Elaine Parker: Biden's Loan Forgiveness Programs Are Lawless and Unfair

Team Trump should scrap the Biden administration's student loan forgiveness programs as part of its first 100-day agenda. These programs are lawless and unfair, and they fail to address the root cause of the student loan problem.

Stopping them can also free up funds to advance Trump's broader pro-growth agenda, such as extending and expanding the Tax Cuts and Jobs Act, which is set to expire this year.

President Biden's proposed student loan bailout in 2022 was one of the most flagrant examples of executive overreach in modern American history.

Job Creators Network Foundation sued the administration on behalf of two plaintiffs, and our lawsuit played an integral role in the Supreme Court's June 2023 decision to strike down the program.

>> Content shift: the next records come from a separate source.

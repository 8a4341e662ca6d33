//! HTML fragments, one renderer per content entity.
//!
//! Every function here is pure: same input, same markup. Lists render in
//! input order and are concatenated with no separator, so the page template
//! controls all spacing.
//!
//! Fragments are built with [maud](https://maud.lambda.xyz/), which escapes
//! every interpolated value. Content containing `<`, `&` or quotes shows up
//! as text instead of corrupting the surrounding markup.

use crate::content::{About, Project, SkillGroup, SocialLink, TimelineEntry};
use maud::{Markup, PreEscaped, html};
use pulldown_cmark::{Event, Parser, Tag, html as md_html};

/// URL schemes that run code when followed. Links using them are replaced
/// with `#`.
const BLOCKED_SCHEMES: [&str; 3] = ["javascript:", "vbscript:", "data:"];

/// Inline tag pills, one `<span class="tag">` per tag.
pub fn render_tag_list(tags: &[String]) -> Markup {
    html! {
        @for tag in tags {
            span.tag { (tag) }
        }
    }
}

/// A skill card. The bar's inner span starts at zero width; the page script
/// grows it to `data-progress` percent when the card scrolls into view.
pub fn render_skill_card(skill: &SkillGroup) -> Markup {
    html! {
        div.skill-card.reveal {
            div.skill-title { (skill.title) }
            div.bar data-progress=(skill.progress) { span {} }
            div.tags { (render_tag_list(&skill.tags)) }
        }
    }
}

/// A project card with a hover/focus overlay holding the demo and source links.
pub fn render_project_card(project: &Project) -> Markup {
    html! {
        article.project-card.reveal tabindex="0" {
            div.project-thumb {
                @if let Some(src) = &project.thumb_image {
                    img src=(safe_url(src)) alt=(project.thumb) loading="lazy";
                } @else {
                    (project.thumb)
                }
            }
            div.project-body {
                h3.project-title { (project.title) }
                p.project-desc { (project.description) }
                div.project-tags { (render_tag_list(&project.tags)) }
            }
            div.project-overlay aria-hidden="true" {
                @if let Some(demo) = &project.demo {
                    a.link-pill href=(safe_url(demo)) target="_blank" rel="noopener" { "Live Demo" }
                }
                a.link-pill href=(safe_url(&project.code)) target="_blank" rel="noopener" { "GitHub" }
            }
        }
    }
}

pub fn render_timeline_entry(entry: &TimelineEntry) -> Markup {
    html! {
        div.entry.reveal {
            h4 { (entry.heading) }
            div.meta { (entry.meta) }
            p { (entry.text) }
        }
    }
}

/// Footer links, one anchor per entry.
pub fn render_social_links(links: &[SocialLink]) -> Markup {
    html! {
        @for link in links {
            a href=(safe_url(&link.href)) target="_blank" rel="noopener" aria-label=(link.label) {
                (link.label)
            }
        }
    }
}

pub fn render_skills(skills: &[SkillGroup]) -> Markup {
    html! {
        @for skill in skills {
            (render_skill_card(skill))
        }
    }
}

pub fn render_projects(projects: &[Project]) -> Markup {
    html! {
        @for project in projects {
            (render_project_card(project))
        }
    }
}

pub fn render_timeline(entries: &[TimelineEntry]) -> Markup {
    html! {
        @for entry in entries {
            (render_timeline_entry(entry))
        }
    }
}

/// The About body, converted from Markdown.
///
/// Raw HTML blocks and inline HTML in the source are demoted to text so they
/// get escaped like everything else. Link and image targets go through
/// [`safe_url`].
pub fn render_about(about: &About) -> Markup {
    let parser = Parser::new(&about.body).map(|event| match event {
        Event::Html(raw) | Event::InlineHtml(raw) => Event::Text(raw),
        Event::Start(Tag::Link {
            link_type,
            dest_url,
            title,
            id,
        }) if is_blocked_url(&dest_url) => Event::Start(Tag::Link {
            link_type,
            dest_url: "#".into(),
            title,
            id,
        }),
        Event::Start(Tag::Image {
            link_type,
            dest_url,
            title,
            id,
        }) if is_blocked_url(&dest_url) => Event::Start(Tag::Image {
            link_type,
            dest_url: "#".into(),
            title,
            id,
        }),
        other => other,
    });
    let mut body_html = String::new();
    md_html::push_html(&mut body_html, parser);
    PreEscaped(body_html)
}

/// Join skill titles for the Skills section subtitle:
/// `["A"]` → `A`, `["A", "B"]` → `A and B`, `["A", "B", "C"]` → `A, B, and C`.
pub fn skills_summary(skills: &[SkillGroup]) -> String {
    let titles: Vec<&str> = skills.iter().map(|s| s.title.as_str()).collect();
    match titles.as_slice() {
        [] => String::new(),
        [one] => one.to_string(),
        [a, b] => format!("{a} and {b}"),
        [init @ .., last] => format!("{}, and {}", init.join(", "), last),
    }
}

/// `url`, or `#` if it uses a blocked scheme such as `javascript:`.
///
/// Browsers ignore ASCII whitespace and control characters inside a scheme
/// and compare it case-insensitively, so the check does too.
pub fn safe_url(url: &str) -> &str {
    if is_blocked_url(url) { "#" } else { url }
}

fn is_blocked_url(url: &str) -> bool {
    let normalized: String = url
        .chars()
        .filter(|c| !c.is_ascii_whitespace() && !c.is_ascii_control())
        .take(16)
        .collect::<String>()
        .to_ascii_lowercase();
    BLOCKED_SCHEMES
        .iter()
        .any(|scheme| normalized.starts_with(scheme))
}

/// HTML-escape a scalar value for direct insertion into the page template.
pub fn escape(text: &str) -> String {
    html! { (text) }.into_string()
}

// ============================================================================
// Tests
// ============================================================================

#[cfg(test)]
mod tests {
    use super::*;
    use crate::test_helpers::*;

    #[test]
    fn tag_list_one_span_per_tag_in_order() {
        let html = render_tag_list(&strings(&["Rust", "Go", "Zig"])).into_string();
        assert_eq!(
            html,
            r#"<span class="tag">Rust</span><span class="tag">Go</span><span class="tag">Zig</span>"#
        );
    }

    #[test]
    fn tag_list_empty() {
        assert_eq!(render_tag_list(&[]).into_string(), "");
    }

    #[test]
    fn skill_card_structure() {
        let html = render_skill_card(&skill("Tools", 80, &["Git"])).into_string();
        assert!(html.contains(r#"<div class="skill-title">Tools</div>"#));
        assert!(html.contains(r#"<div class="bar" data-progress="80"><span></span></div>"#));
        assert!(html.contains(r#"<span class="tag">Git</span>"#));
        assert!(html.starts_with(r#"<div class="skill-card reveal">"#));
    }

    #[test]
    fn skill_card_out_of_range_progress_passes_through() {
        let html = render_skill_card(&skill("Overconfident", 150, &[])).into_string();
        assert!(html.contains(r#"data-progress="150""#));
    }

    #[test]
    fn project_card_tag_count_matches() {
        let p = project("Demo", &["A", "B", "C", "D"]);
        let html = render_project_card(&p).into_string();
        assert_eq!(count(&html, r#"class="tag""#), 4);
    }

    #[test]
    fn project_card_links() {
        let mut p = project("Demo", &["X"]);
        p.demo = Some("https://demo.example.com".to_string());
        p.code = "https://git.example.com/demo".to_string();
        let html = render_project_card(&p).into_string();
        assert!(html.contains(r#"href="https://demo.example.com""#));
        assert!(html.contains(r#"href="https://git.example.com/demo""#));
        assert!(html.contains("Live Demo"));
        assert_eq!(count(&html, r#"class="link-pill""#), 2);
        assert!(html.contains(r#"aria-hidden="true""#));
    }

    #[test]
    fn project_card_without_demo_has_only_source_link() {
        let mut p = project("Demo", &[]);
        p.demo = None;
        let html = render_project_card(&p).into_string();
        assert!(!html.contains("Live Demo"));
        assert_eq!(count(&html, r#"class="link-pill""#), 1);
    }

    #[test]
    fn project_card_thumb_label_or_image() {
        let mut p = project("Demo", &[]);
        p.thumb = "Dashboard".to_string();
        let html = render_project_card(&p).into_string();
        assert!(html.contains(r#"<div class="project-thumb">Dashboard</div>"#));

        p.thumb_image = Some("/media/dash.jpg".to_string());
        let html = render_project_card(&p).into_string();
        assert!(html.contains(r#"src="/media/dash.jpg""#));
        assert!(html.contains(r#"alt="Dashboard""#));
    }

    #[test]
    fn timeline_entry_structure() {
        let html = render_timeline_entry(&entry("Intern — Acme", "2024 · Remote", "Built things."))
            .into_string();
        assert_eq!(
            html,
            r#"<div class="entry reveal"><h4>Intern — Acme</h4><div class="meta">2024 · Remote</div><p>Built things.</p></div>"#
        );
    }

    #[test]
    fn social_links_one_anchor_each_no_separator() {
        let links = vec![
            SocialLink::new("GitHub", "https://github.com/ada"),
            SocialLink::new("Resume", "/cv.pdf"),
        ];
        let html = render_social_links(&links).into_string();
        assert_eq!(count(&html, "<a "), 2);
        assert!(html.contains("</a><a "));
        assert!(html.find("GitHub").unwrap() < html.find("Resume").unwrap());
        assert!(html.contains(r#"aria-label="GitHub""#));
    }

    #[test]
    fn skills_preserve_order() {
        let skills = vec![
            skill("Alpha", 10, &[]),
            skill("Bravo", 20, &[]),
            skill("Charlie", 30, &[]),
        ];
        let html = render_skills(&skills).into_string();
        let a = html.find("Alpha").unwrap();
        let b = html.find("Bravo").unwrap();
        let c = html.find("Charlie").unwrap();
        assert!(a < b && b < c);
    }

    #[test]
    fn collections_concatenate_without_separator() {
        let entries = vec![entry("One", "m", "t"), entry("Two", "m", "t")];
        let html = render_timeline(&entries).into_string();
        assert!(html.contains("</div><div class=\"entry reveal\">"));

        let projects = vec![project("P1", &[]), project("P2", &[])];
        let html = render_projects(&projects).into_string();
        assert!(html.contains("</article><article "));
    }

    #[test]
    fn renderers_are_deterministic() {
        let p = project("Demo", &["X", "Y"]);
        assert_eq!(
            render_project_card(&p).into_string(),
            render_project_card(&p).into_string()
        );
    }

    #[test]
    fn content_is_escaped() {
        let s = skill("<script>alert('x')</script>", 50, &["a&b", "\"quoted\""]);
        let html = render_skill_card(&s).into_string();
        assert!(!html.contains("<script>alert"));
        assert!(html.contains("&lt;script&gt;"));
        assert!(html.contains("a&amp;b"));
        assert!(html.contains("&quot;quoted&quot;"));
    }

    #[test]
    fn attribute_values_are_escaped() {
        let links = vec![SocialLink::new("x", "\" onclick=\"evil()")];
        let html = render_social_links(&links).into_string();
        assert!(!html.contains("\" onclick=\""));
        assert!(html.contains("&quot; onclick=&quot;evil()"));
    }

    #[test]
    fn about_markdown_is_converted() {
        let about = About {
            summary: String::new(),
            body: "First **bold** paragraph.\n\nSecond *one*.".to_string(),
        };
        let html = render_about(&about).into_string();
        assert!(html.contains("<p>First <strong>bold</strong> paragraph.</p>"));
        assert!(html.contains("<p>Second <em>one</em>.</p>"));
    }

    #[test]
    fn about_raw_html_is_escaped() {
        let about = About {
            summary: String::new(),
            body: "Hello <img src=x onerror=alert(1)> there".to_string(),
        };
        let html = render_about(&about).into_string();
        assert!(!html.contains("<img"));
        assert!(html.contains("&lt;img"));
    }

    #[test]
    fn about_script_links_are_neutralized() {
        let about = About {
            summary: String::new(),
            body: "[cv](javascript:alert(1)) and ![x](JavaScript:alert(2)) and [ok](https://ada.dev)"
                .to_string(),
        };
        let html = render_about(&about).into_string();
        assert!(!html.to_ascii_lowercase().contains("javascript:"));
        assert!(html.contains(r##"<a href="#">cv</a>"##));
        assert!(html.contains(r#"<a href="https://ada.dev">ok</a>"#));
    }

    #[test]
    fn safe_url_blocks_script_schemes() {
        assert_eq!(safe_url("https://github.com/ada"), "https://github.com/ada");
        assert_eq!(safe_url("mailto:ada@example.com"), "mailto:ada@example.com");
        assert_eq!(safe_url("#"), "#");
        assert_eq!(safe_url("/cv.pdf"), "/cv.pdf");
        assert_eq!(safe_url("javascript:alert(1)"), "#");
        assert_eq!(safe_url(" JaVa\tScript:alert(1)"), "#");
        assert_eq!(safe_url("vbscript:msgbox"), "#");
        assert_eq!(safe_url("data:text/html,<b>x</b>"), "#");
        // A relative path that merely starts with the word is fine
        assert_eq!(safe_url("javascript-tips.html"), "javascript-tips.html");
    }

    #[test]
    fn card_and_social_links_use_safe_urls() {
        let mut p = project("Demo", &[]);
        p.code = "javascript:alert(1)".to_string();
        let html = render_project_card(&p).into_string();
        assert!(!html.contains("javascript:"));

        let links = vec![SocialLink::new("x", "javascript:alert(1)")];
        let html = render_social_links(&links).into_string();
        assert!(html.contains(r##"href="#""##));
    }

    #[test]
    fn skills_summary_joins_titles() {
        assert_eq!(skills_summary(&[]), "");
        assert_eq!(skills_summary(&[skill("A", 1, &[])]), "A");
        assert_eq!(
            skills_summary(&[skill("A", 1, &[]), skill("B", 1, &[])]),
            "A and B"
        );
        assert_eq!(
            skills_summary(&[skill("A", 1, &[]), skill("B", 1, &[]), skill("C", 1, &[])]),
            "A, B, and C"
        );
    }

    #[test]
    fn escape_scalar() {
        assert_eq!(escape("Tom & Jerry <3"), "Tom &amp; Jerry &lt;3");
        assert_eq!(escape("plain"), "plain");
    }
}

Our case blocked the bailout at the district level and stopped the application process, allowing the legal challenge to go to the Supreme Court.

Unfortunately, this victory proved somewhat pyrrhic, as the Biden administration has since lawlessly pursued a series of student loan bailout workarounds in a naked (and ultimately fruitless) vote-buying attempt.

According to the Education Department, Biden forgave $184 billion of student loans for more than five million Americans. "The Supreme Court blocked it," Biden bragged last year, referring to his flagship program, "but that didn't stop me."

Biden's loan forgiveness in all its forms is unfair to Americans who have to pick up the tab for their generally wealthier counterparts.

Ordinary folks don't get their small business loans, credit card debt, or medical bills forgiven. So, why should student debt be treated any differently?

But the bigger issue is that student debt forgiveness ignores the heart of the problem: Unaccountable colleges that overcharge students.

Colleges have raised tuition by more than double the inflation rate over the last generation while sitting on nearly $1 trillion in endowments.

If anyone should be on the hook for student loans, it's colleges themselves. For too long, they have milked students to pay for administrative bloat, programs, and amenities that provide no educational value.

Biden's bailouts give colleges a blank check to continue overcharging and underperforming. They simply kick the can down the road until a new crop of graduates will be clamoring to have their loans forgiven too.

Stopping them can set the stage for long-overdue bipartisan action to hold colleges accountable and stop the wealth transfer from taxpayers and middle-class families.

For instance, colleges should have a direct stake in the outcomes of their students and bear responsibility when graduates can't repay their loans.

Scrapping the programs can also help pay for an extension of the Tax Cuts and Jobs Act, which has been a lifeline for American small businesses during the weak Biden economy. Rep. Jodey Arrington (R-TX) estimates that ending the student loan bailout can save $200 to $330 billion.

By directing these funds to pro-growth initiatives like extending the tax cuts, college graduates can benefit from economic and job opportunities that make their student loans easier to repay.

Ending Biden's student loan bailouts is the right move from a legal, moral, fiscal, economic, and college cost perspective.

Elaine Parker is the president of Job Creators Network Foundation.

All views expressed are the authors' own.